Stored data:
━━━━━━━━━━━━━━━━━━━━
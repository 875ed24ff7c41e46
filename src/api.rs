//! HTTP surface for billscan.
//!
//! A compact Axum router with three endpoints:
//!
//! - `POST /parse` – Resolve an uploaded document (raw bytes, multipart, or
//!   JSON+base64), submit it to the document-analysis service, poll the
//!   operation to completion, and return the extracted text plus the
//!   structured-field placeholders.
//! - `POST /speak` – Synthesize speech for a piece of text, returning mp3
//!   bytes.
//! - `GET /healthz` – Liveness probe.
//!
//! `OPTIONS` on the POST routes answers CORS preflights with `204`. Every
//! response carries CORS headers: the origin is echoed only when it is on the
//! configured allow-list.
//!
//! Status-code policy: `400` for malformed client input (empty body, no file
//! part), `200` with `ok:false` for server misconfiguration and every
//! upstream analysis failure (so a browser `fetch` does not mistake them for
//! transport errors), `500` only for unexpected internal faults.

use crate::analysis::{AnalysisClient, AnalysisOutcome, extract};
use crate::config::Config;
use crate::downstream::speech::SpeechClient;
use crate::downstream::summarize::{DocumentFields, SummaryOutcome, Summarizer, get_summarizer};
use crate::trace::{DebugReport, DebugTrace};
use crate::upload::{self, UploadError};
use axum::{
    Json, Router,
    body::Bytes,
    extract::State,
    http::{HeaderMap, HeaderName, HeaderValue, StatusCode, header},
    response::{IntoResponse, Response},
    routing::{get, post},
};
use serde::Serialize;
use serde_json::{Value, json};
use std::sync::Arc;

/// Shared per-process state: configuration, the HTTP client, and the
/// summarization collaborator.
pub struct AppState {
    /// Process configuration, read-only after startup.
    pub config: Config,
    /// Shared outbound HTTP client.
    pub http: reqwest::Client,
    /// Summarization collaborator invoked with extracted text.
    pub summarizer: Box<dyn Summarizer>,
}

impl AppState {
    /// Build the state from a loaded configuration.
    pub fn new(config: Config) -> Result<Self, reqwest::Error> {
        let http = reqwest::Client::builder()
            .user_agent("billscan/0.2")
            .build()?;
        Ok(Self {
            config,
            http,
            summarizer: get_summarizer(),
        })
    }
}

/// Build the HTTP router exposing the parse and speak endpoints.
pub fn create_router(state: Arc<AppState>) -> Router {
    Router::new()
        .route("/parse", post(parse_document).options(preflight))
        .route("/speak", post(speak).options(preflight))
        .route("/healthz", get(healthz))
        .with_state(state)
}

/// Wire shape shared by success and failure replies of `POST /parse`.
#[derive(Serialize)]
struct ParseResponse {
    ok: bool,
    message: String,
    #[serde(skip_serializing_if = "Option::is_none")]
    ocr_text_snippet: Option<String>,
    #[serde(skip_serializing_if = "Option::is_none")]
    ocr_text: Option<String>,
    #[serde(skip_serializing_if = "Option::is_none")]
    summary_en: Option<String>,
    #[serde(skip_serializing_if = "Option::is_none")]
    summary_translated: Option<String>,
    #[serde(skip_serializing_if = "Option::is_none")]
    fields: Option<DocumentFields>,
    #[serde(skip_serializing_if = "Option::is_none")]
    debug: Option<DebugReport>,
}

impl ParseResponse {
    fn success(text: String, summary: SummaryOutcome, debug: Option<DebugReport>) -> Self {
        Self {
            ok: true,
            message: "analysis complete".into(),
            ocr_text_snippet: Some(extract::snippet(&text)),
            ocr_text: Some(text),
            summary_en: Some(summary.summary_en),
            summary_translated: Some(summary.summary_translated),
            fields: Some(summary.fields),
            debug,
        }
    }

    fn failure(message: impl Into<String>, debug: Option<DebugReport>) -> Self {
        Self {
            ok: false,
            message: message.into(),
            ocr_text_snippet: None,
            ocr_text: None,
            summary_en: None,
            summary_translated: None,
            fields: None,
            debug,
        }
    }
}

/// Handle `POST /parse`: the full upload → submit → poll → extract pipeline.
async fn parse_document(
    State(state): State<Arc<AppState>>,
    headers: HeaderMap,
    body: Bytes,
) -> Response {
    let cors = cors_headers(header_str(&headers, &header::ORIGIN), &state.config);
    let (status, payload) = match run_parse(&state, &headers, &body).await {
        Ok(reply) => reply,
        Err(err) => {
            // Unexpected internal fault: log the detail, sanitize the client
            // message.
            tracing::error!(error = %err, "Unhandled failure in parse pipeline");
            (
                StatusCode::INTERNAL_SERVER_ERROR,
                ParseResponse::failure("internal server error", None),
            )
        }
    };
    with_cors((status, Json(payload)).into_response(), cors)
}

/// Pipeline body; expected failures come back as structured replies, and
/// only genuinely unexpected faults surface as `Err`.
async fn run_parse(
    state: &AppState,
    headers: &HeaderMap,
    body: &[u8],
) -> anyhow::Result<(StatusCode, ParseResponse)> {
    let mut trace = DebugTrace::new();
    let declared = header_str(headers, &header::CONTENT_TYPE);

    let payload = match upload::resolve(declared, body, &mut trace) {
        Ok(payload) => payload,
        Err(err @ (UploadError::EmptyBody | UploadError::NoFileFound)) => {
            tracing::info!(error = %err, "Rejected upload");
            return Ok((
                StatusCode::BAD_REQUEST,
                ParseResponse::failure(err.to_string(), debug_report(trace, &state.config)),
            ));
        }
    };

    let analysis_config = match state.config.analysis() {
        Ok(config) => config,
        Err(err) => {
            tracing::error!(error = %err, "Analysis service misconfigured");
            trace.push("analysis service not configured");
            return Ok((
                StatusCode::OK,
                ParseResponse::failure(err.to_string(), debug_report(trace, &state.config)),
            ));
        }
    };

    let client = AnalysisClient::new(state.http.clone(), analysis_config);
    let outcome = match client
        .analyze(&payload.bytes, &payload.content_type, &mut trace)
        .await
    {
        Ok(outcome) => outcome,
        Err(err) => {
            return Ok((
                StatusCode::OK,
                ParseResponse::failure(err.to_string(), debug_report(trace, &state.config)),
            ));
        }
    };

    match outcome {
        AnalysisOutcome::Succeeded(terminal) => {
            let text = extract::extract_text(&terminal);
            trace.push(format!("extracted {} characters", text.chars().count()));
            let summary = match state.summarizer.summarize(&text, "es").await {
                Ok(summary) => summary,
                Err(err) => {
                    // Summaries are best-effort; the extracted text still
                    // goes out.
                    tracing::warn!(error = %err, "Summarization failed");
                    SummaryOutcome::default()
                }
            };
            tracing::info!(
                chars = text.chars().count(),
                filename = payload.filename.as_deref().unwrap_or(""),
                "Parse request completed"
            );
            Ok((
                StatusCode::OK,
                ParseResponse::success(text, summary, debug_report(trace, &state.config)),
            ))
        }
        AnalysisOutcome::Failed(terminal) => {
            let code = terminal
                .pointer("/error/code")
                .and_then(Value::as_str)
                .unwrap_or("unknown");
            trace.push(format!("analysis reported failure ({code})"));
            Ok((
                StatusCode::OK,
                ParseResponse::failure(
                    format!("analysis failed ({code})"),
                    debug_report(trace, &state.config),
                ),
            ))
        }
        AnalysisOutcome::TimedOut => Ok((
            StatusCode::OK,
            ParseResponse::failure(
                "analysis timed out before completing",
                debug_report(trace, &state.config),
            ),
        )),
    }
}

/// Handle `POST /speak`: synthesize mp3 audio for a piece of text.
///
/// A body that is not valid JSON is treated as empty, which surfaces as the
/// missing-text rejection.
async fn speak(State(state): State<Arc<AppState>>, headers: HeaderMap, body: Bytes) -> Response {
    let cors = cors_headers(header_str(&headers, &header::ORIGIN), &state.config);
    let request: Value = serde_json::from_slice(&body).unwrap_or_else(|_| json!({}));
    let text = request
        .get("text")
        .and_then(Value::as_str)
        .unwrap_or("")
        .trim()
        .to_string();
    let lang = request
        .get("lang")
        .and_then(Value::as_str)
        .unwrap_or("en-US");
    let voice = request.get("voice").and_then(Value::as_str).unwrap_or("");

    if text.is_empty() {
        let reply = (
            StatusCode::BAD_REQUEST,
            Json(json!({ "error": "No text provided." })),
        );
        return with_cors(reply.into_response(), cors);
    }

    let speech_config = match state.config.speech() {
        Ok(config) => config,
        Err(err) => {
            tracing::error!(error = %err, "Speech service misconfigured");
            let reply = (
                StatusCode::INTERNAL_SERVER_ERROR,
                Json(json!({ "error": err.to_string() })),
            );
            return with_cors(reply.into_response(), cors);
        }
    };

    let client = SpeechClient::new(state.http.clone(), speech_config);
    match client.synthesize(&text, lang, voice).await {
        Ok(audio) => {
            let reply = (
                StatusCode::OK,
                [(header::CONTENT_TYPE, "audio/mpeg")],
                audio,
            );
            with_cors(reply.into_response(), cors)
        }
        Err(err) => {
            tracing::warn!(error = %err, "Speech synthesis failed");
            let reply = (
                StatusCode::INTERNAL_SERVER_ERROR,
                Json(json!({ "error": "speech synthesis failed", "detail": err.to_string() })),
            );
            with_cors(reply.into_response(), cors)
        }
    }
}

/// Answer CORS preflights with `204 No Content` and the CORS header set.
async fn preflight(State(state): State<Arc<AppState>>, headers: HeaderMap) -> Response {
    let cors = cors_headers(header_str(&headers, &header::ORIGIN), &state.config);
    with_cors(StatusCode::NO_CONTENT.into_response(), cors)
}

/// Liveness probe.
async fn healthz() -> Json<Value> {
    Json(json!({ "ok": true, "message": "billscan alive" }))
}

/// Serialize the trace only when the deployment opted into verbose debug;
/// the trace leaks operation URLs and upstream body previews otherwise.
fn debug_report(trace: DebugTrace, config: &Config) -> Option<DebugReport> {
    config.verbose_debug.then(|| trace.into_report())
}

/// Build the CORS header set, echoing the origin only when allow-listed.
fn cors_headers(origin: Option<&str>, config: &Config) -> HeaderMap {
    let allowed = origin
        .filter(|origin| config.allowed_origins.iter().any(|entry| entry == origin))
        .unwrap_or("");

    let mut headers = HeaderMap::new();
    let entries: [(HeaderName, &str); 4] = [
        (header::ACCESS_CONTROL_ALLOW_ORIGIN, allowed),
        (header::ACCESS_CONTROL_ALLOW_CREDENTIALS, "true"),
        (header::ACCESS_CONTROL_ALLOW_METHODS, "POST, OPTIONS"),
        (header::ACCESS_CONTROL_ALLOW_HEADERS, "Content-Type"),
    ];
    for (name, value) in entries {
        if let Ok(value) = HeaderValue::from_str(value) {
            headers.insert(name, value);
        }
    }
    headers
}

fn with_cors(mut response: Response, cors: HeaderMap) -> Response {
    response.headers_mut().extend(cors);
    response
}

fn header_str<'a>(headers: &'a HeaderMap, name: &HeaderName) -> Option<&'a str> {
    headers.get(name).and_then(|value| value.to_str().ok())
}
//! Settings for the `tollgate` binary.
//!
//! Settings come from an optional TOML file. Every field has a default, so
//! an absent file (or an empty one) yields a working configuration.
//! Command-line flags are applied on top by the caller.

use crate::cli::OutputFormat;
use serde::{Deserialize, Serialize};
use std::path::Path;
use tollgate_core::{Error, Result};
use tollgate_cycle::ValidationPolicy;

/// Default log filter when neither `RUST_LOG`, the flag nor the file set one.
pub const DEFAULT_LOG_LEVEL: &str = "info";

/// Resolved CLI settings.
#[derive(Clone, Debug, PartialEq, Eq, Serialize, Deserialize)]
#[serde(default, deny_unknown_fields)]
pub struct CliConfig {
    /// Log level or `EnvFilter` directive.
    pub log_level: String,
    /// Validation policy used by `check` unless `--all` is given.
    pub policy: ValidationPolicy,
    /// Output format used by `check` unless `--format` is given.
    pub format: OutputFormat,
}

impl Default for CliConfig {
    fn default() -> Self {
        Self {
            log_level: DEFAULT_LOG_LEVEL.to_string(),
            policy: ValidationPolicy::default(),
            format: OutputFormat::default(),
        }
    }
}

impl CliConfig {
    /// Load settings from `path`, or defaults when no path is given.
    ///
    /// A path that was given but cannot be read is an error.
    pub fn load(path: Option<&Path>) -> Result<Self> {
        let Some(path) = path else {
            return Ok(Self::default());
        };
        let content = std::fs::read_to_string(path).map_err(|e| Error::io_with_path(e, path))?;
        Self::from_toml_str(&content)
            .map_err(|e| Error::config(format!("Failed to parse {}: {e}", path.display())))
    }

    /// Parse settings from TOML text.
    pub fn from_toml_str(content: &str) -> Result<Self> {
        toml::from_str(content).map_err(|e| Error::parse(e.to_string()))
    }

    /// Serialize the settings as TOML.
    pub fn to_toml_string(&self) -> Result<String> {
        toml::to_string_pretty(self).map_err(|e| Error::config(e.to_string()))
    }

    /// Apply a `--log-level` override.
    pub fn with_log_level(mut self, level: Option<String>) -> Self {
        if let Some(level) = level {
            self.log_level = level;
        }
        self
    }
}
━━━━━━━━━━━━━━━━━━━━
→ WORK TASK:
Show the lines where the word "DebugReport" appears in the entries.

→ FINISHED EXERCISE:
use crate::trace::{DebugReport, DebugTrace};
    debug: Option<DebugReport>,
    fn success(text: String, summary: SummaryOutcome, debug: Option<DebugReport>) -> Self {
    fn failure(message: impl Into<String>, debug: Option<DebugReport>) -> Self {
fn debug_report(trace: DebugTrace, config: &Config) -> Option<DebugReport> {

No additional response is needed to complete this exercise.